End of Days by Sylvia Browne

Countless books have been written about cults, and there are many highly qualified experts on this subject. I would never claim to be one of them. But I’ve done my share of study, particularly about doomsday cults, and my share of working with victims of these cults and their equally victimized and devastated families and friends. So between a lot of reading and a lot of personal experiences throughout my seventy-one years, I’ve learned enough to make some informed observations.

Doomsday cult members are often intensely devout believers in God, Jesus, the Bible, and the concept of Armageddon preceded by the arrival of a Christ-like messiah. They tend to be inherently honest and well-intentioned, making it much more difficult for them to imagine that the charismatic, equally devout biblical expert who’s trying to recruit them is actually a deceptive, manipulative sociopath who uses God, Jesus, and the scriptures as nothing but props and lures. They’re typically searching for a place where they will feel they truly belong, where they get a sense of being an active, important part of something that matters. In some cases their lives have just gone through a major upheaval—maybe the loss of a job, a failed marriage, or the death of a significant other. In other cases, their lives have become mundane, unfulfilling, and, in their opinion, meaningless. Every bit as significantly, many of them have been taught to be blindly obedient to their religion whether it makes sense to them or not, while just as many who are more freethinking have found some inconsistencies and/or leaps of logic in their church’s philosophies. Almost unanimously, though, they believe themselves to be sinners, too flawed to deserve redemption, particularly when the end of the world comes and only the truly worthy will be saved.

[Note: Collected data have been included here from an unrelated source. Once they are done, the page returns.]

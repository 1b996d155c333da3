mod chord;
mod key_up;
mod registry;

pub use chord::{Chord, ChordParseError};
pub use key_up::{BindingPolicy, KeyUpBindings};
pub use registry::{Callback, KeyChordRegistry};
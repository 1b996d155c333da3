use std::process::ExitCode;

use keyup_console::KeyboardState;
use tracing::info;

use super::bootstrap::AppWiring;
use super::replay;

pub(crate) fn run(app: AppWiring) -> ExitCode {
    let mut keyboard = KeyboardState::new();
    let summary = replay::run_script(&app.script, &app.bindings, &mut keyboard, &app.time_scale);

    for entry in app.options.entries() {
        let key_binding = entry
            .key_binding
            .map(|chord| chord.to_string())
            .unwrap_or_else(|| "-".to_string());
        info!(path = %entry.path, key_binding = %key_binding, "option_entry");
    }
    info!(
        ticks = summary.ticks,
        scale_changes = summary.scale_changes,
        final_time_scale = summary.final_scale,
        "replay_finished"
    );

    ExitCode::SUCCESS
}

And then, if they’re truly unlucky, along comes someone whose charisma, seeming self-assuredness, and outspoken passion for God draw them like moths to a flame. This man doesn’t just “talk the talk,” he “walks the walk,” with plans to create a society separate from the cruel, self-centered, sinful, uncaring, pointless, Godless world, a society where God is actively worshipped, in word and deed, every day, not just on Sundays. Everyone will be of equal importance in this new society (except, of course, its leader), hard at work for the common good, belonging, and absolving their past sins through their new pious devotion to God’s will, translated through this charismatically devout man who has made their faith feel exhilarating again.

 

 

 

 

 

 

 

 

That prophet they’ve been yearning for? He is that prophet, and he’ll prove it. But he’s not just a prophet. He’s the messiah their religion has been promising, the one they’ve been watching for, whose very appearance is a sign that the end is near and whose path is the one way to salvation when Armageddon comes. To doubt him or disobey him is to doubt or disobey God Himself, never a good idea but a particularly bad idea on the threshold of doomsday. As for families and loved ones who aren’t enlightened enough to understand or believe, the only defense against their hypocritical skepticism is complete separation. After all, if those heretics were as committed to the recruits’ happiness and well-being as they claim, why were the recruits’ lives so empty, meaningless, and devoid of the true Light until now?

In a life that has reached a point where it’s filled with nothing but questions, in other words, what’s more potentially appealing than a strong, God-centered voice saying, “I’ve got the answers you’re looking for. Come with me.”

And the leaders, like most sociopaths, know how to attract exactly the followers they’re after: the trusting rather than the skeptical; the generous rather than the selfish; the group- oriented rather than the loner; the hardworking rather than the lazy; and certainly those with an eagerness to believe in something far bigger and greater and more sacred than themselves rather than those who are satisfied with their lives and their beliefs.